Where to go: Hameediyah on Campbell Street (the oldest nasi kandar shop in Penang, operating since 1907). Line Nasi Kandar at 24 Penang Road is the late-night version.

5. Cendol Shaved ice with green pandan jelly noodles, coconut milk, and thick palm sugar syrup. The best versions use fresh-pressed coconut milk and gula Melaka (raw palm sugar) rather than processed versions. Often served with red beans and durian.

Where to go: Penang Road Famous Teochew Chendul — a Penang Road landmark since the 1930s.

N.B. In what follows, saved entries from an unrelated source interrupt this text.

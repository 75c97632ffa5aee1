//! Scholar metadata cache library
//!
//! Exposes the cache core plus the CLI, configuration and HTTP fetcher used by
//! the `scholarcache` binary and the integration tests.

pub mod cache;
pub mod cli;
pub mod config;
pub mod error;
pub mod upstream;

pub use cache::{CacheFacade, Outcome};
pub use error::{FetchError, StoreError};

6. Lor Bak Seasoned minced pork rolled in bean curd skin and deep-fried. Usually served with a thick braised sauce and a separate chilli dip. The pork version is the original; there are now prawn and mixed versions at halal stalls.

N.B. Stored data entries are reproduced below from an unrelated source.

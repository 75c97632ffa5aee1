//! Cache configuration
//!
//! Settings come from built-in defaults, then `SCHOLARCACHE_*` environment
//! variables, then command-line flags (see [`crate::cli`]).

use chrono::Duration;
use directories::ProjectDirs;
use std::env;
use std::path::PathBuf;
use thiserror::Error;

/// Default time-to-live: 7 days
pub const DEFAULT_TTL_SECS: u64 = 604_800;

/// Default bound on a single upstream request
pub const DEFAULT_FETCH_TIMEOUT_SECS: u64 = 30;

/// Largest TTL representable as a chrono `Duration`
const MAX_TTL_SECS: u64 = (i64::MAX / 1000) as u64;

pub const ENV_CACHE_DIR: &str = "SCHOLARCACHE_DIR";
pub const ENV_TTL_SECS: &str = "SCHOLARCACHE_TTL_SECS";
pub const ENV_FETCH_TIMEOUT_SECS: &str = "SCHOLARCACHE_FETCH_TIMEOUT_SECS";

/// Errors that can occur while building a configuration
#[derive(Debug, Error)]
pub enum ConfigError {
    /// No cache directory was given and none could be derived from the home directory
    #[error("Could not determine a cache directory; set SCHOLARCACHE_DIR or pass --cache-dir")]
    NoCacheDir,

    /// An environment variable held something other than a number of seconds
    #[error("Invalid value for {name}: '{value}' (expected a number of seconds)")]
    InvalidNumber { name: &'static str, value: String },

    /// The TTL does not fit in a `chrono::Duration`
    #[error("TTL of {0} seconds is too large")]
    TtlTooLarge(u64),
}

/// Runtime settings for the cache
#[derive(Debug, Clone)]
pub struct CacheConfig {
    /// Directory where records are stored
    pub cache_dir: PathBuf,
    /// Age after which an entry is refreshed in the background
    pub ttl: Duration,
    /// Timeout applied by the HTTP fetcher to each upstream request
    pub fetch_timeout: std::time::Duration,
}

impl CacheConfig {
    /// Creates a configuration for `cache_dir` with default timings
    pub fn with_dir(cache_dir: impl Into<PathBuf>) -> Self {
        Self {
            cache_dir: cache_dir.into(),
            ttl: Duration::seconds(DEFAULT_TTL_SECS as i64),
            fetch_timeout: std::time::Duration::from_secs(DEFAULT_FETCH_TIMEOUT_SECS),
        }
    }

    /// Returns the XDG-compliant cache directory (`~/.cache/scholarcache/` on Linux)
    ///
    /// Returns `None` if no home directory can be determined.
    pub fn default_dir() -> Option<PathBuf> {
        let project_dirs = ProjectDirs::from("", "", "scholarcache")?;
        Some(project_dirs.cache_dir().to_path_buf())
    }

    /// Loads configuration from the process environment
    pub fn from_env() -> Result<Self, ConfigError> {
        Self::from_lookup(|name| env::var(name).ok())
    }

    /// Loads configuration using `lookup` to read variables
    ///
    /// Unset variables fall back to defaults; malformed ones are errors.
    pub fn from_lookup<F>(lookup: F) -> Result<Self, ConfigError>
    where
        F: Fn(&str) -> Option<String>,
    {
        Self::load(None, lookup)
    }

    /// Like [`CacheConfig::from_lookup`], with `cache_dir` taking precedence
    /// over the environment when given
    pub fn load<F>(cache_dir: Option<PathBuf>, lookup: F) -> Result<Self, ConfigError>
    where
        F: Fn(&str) -> Option<String>,
    {
        let cache_dir = match cache_dir {
            Some(dir) => dir,
            None => match lookup(ENV_CACHE_DIR).filter(|v| !v.is_empty()) {
                Some(dir) => PathBuf::from(dir),
                None => Self::default_dir().ok_or(ConfigError::NoCacheDir)?,
            },
        };
        let mut config = Self::with_dir(cache_dir);

        if let Some(secs) = parse_secs(&lookup, ENV_TTL_SECS)? {
            config.set_ttl_secs(secs)?;
        }
        if let Some(secs) = parse_secs(&lookup, ENV_FETCH_TIMEOUT_SECS)? {
            config.fetch_timeout = std::time::Duration::from_secs(secs);
        }

        Ok(config)
    }

    /// Sets the TTL, rejecting values chrono cannot represent
    pub fn set_ttl_secs(&mut self, secs: u64) -> Result<(), ConfigError> {
        if secs > MAX_TTL_SECS {
            return Err(ConfigError::TtlTooLarge(secs));
        }
        self.ttl = Duration::seconds(secs as i64);
        Ok(())
    }
}

fn parse_secs<F>(lookup: &F, name: &'static str) -> Result<Option<u64>, ConfigError>
where
    F: Fn(&str) -> Option<String>,
{
    match lookup(name) {
        None => Ok(None),
        Some(value) => value
            .trim()
            .parse::<u64>()
            .map(Some)
            .map_err(|_| ConfigError::InvalidNumber { name, value }),
    }
}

Where to go: Lebuh Carnavon Lor Bak, opposite Campbell Street market.

7. Oh Chien (Oyster Omelette) Fresh oysters cooked into an egg-and-tapioca starch omelette on a very hot griddle. The texture should be crispy at the edges and slightly gelatinous in the middle. Often garnished with spring onions and a red chilli sauce.

Where to go: Esplanade Hawker Centre at night — multiple stalls, pick the one with the longest queue.

8. Pasembur (Indian Rojak) Crispy fritters, boiled potatoes, cucumber, turnip, and bean curd tossed in a thick sweet-and-spicy shrimp sauce. Vegetarian-friendly in its base form. A distinctly Penang take on rojak.

Where to go: Gurney Drive Hawker Centre, Pasembur Corner — the original location.

9. Apom Manis (Sweet Pancake) Thin, slightly chewy crêpes made fresh at the stall using a traditional cast-iron mould. Filled with banana, corn, or peanut sugar. Often eaten as a morning snack.

Where to go: Lebuh Ah Quee, near the corner of Penang Road — a small stall that opens early.

10. Penang Tau Sar Pneah (Bean Paste Biscuit) Not a hawker food exactly — these are packaged biscuits — but they are the souvenir food of Penang. Flaky pastry shells filled with either sweetened mung bean paste or salted yolk. Made by a handful of century-old bakeries.

Where to go: Ghee Hiang on Transfer Road (founded 1856) or Him Heang on Burma Road.

Practical Notes

  • Best hawker hours: 7–10am for breakfast, 12–2pm for lunch. Night markets and food courts open from 6pm. Many specialist stalls sell out by mid-morning.
  • Prices: RM 4–15 per dish at hawker stalls. If you're paying more than RM 20 for a hawker plate, you're at a tourist markup stall.
  • Halal options: Most Indian and Malay stalls are halal. Chinese hawker stalls typically are not — look for the halal certification sign if this matters to you.
  • Cash: Most hawker stalls are cash-only. Bring small notes — RM 1, RM 5, RM 10.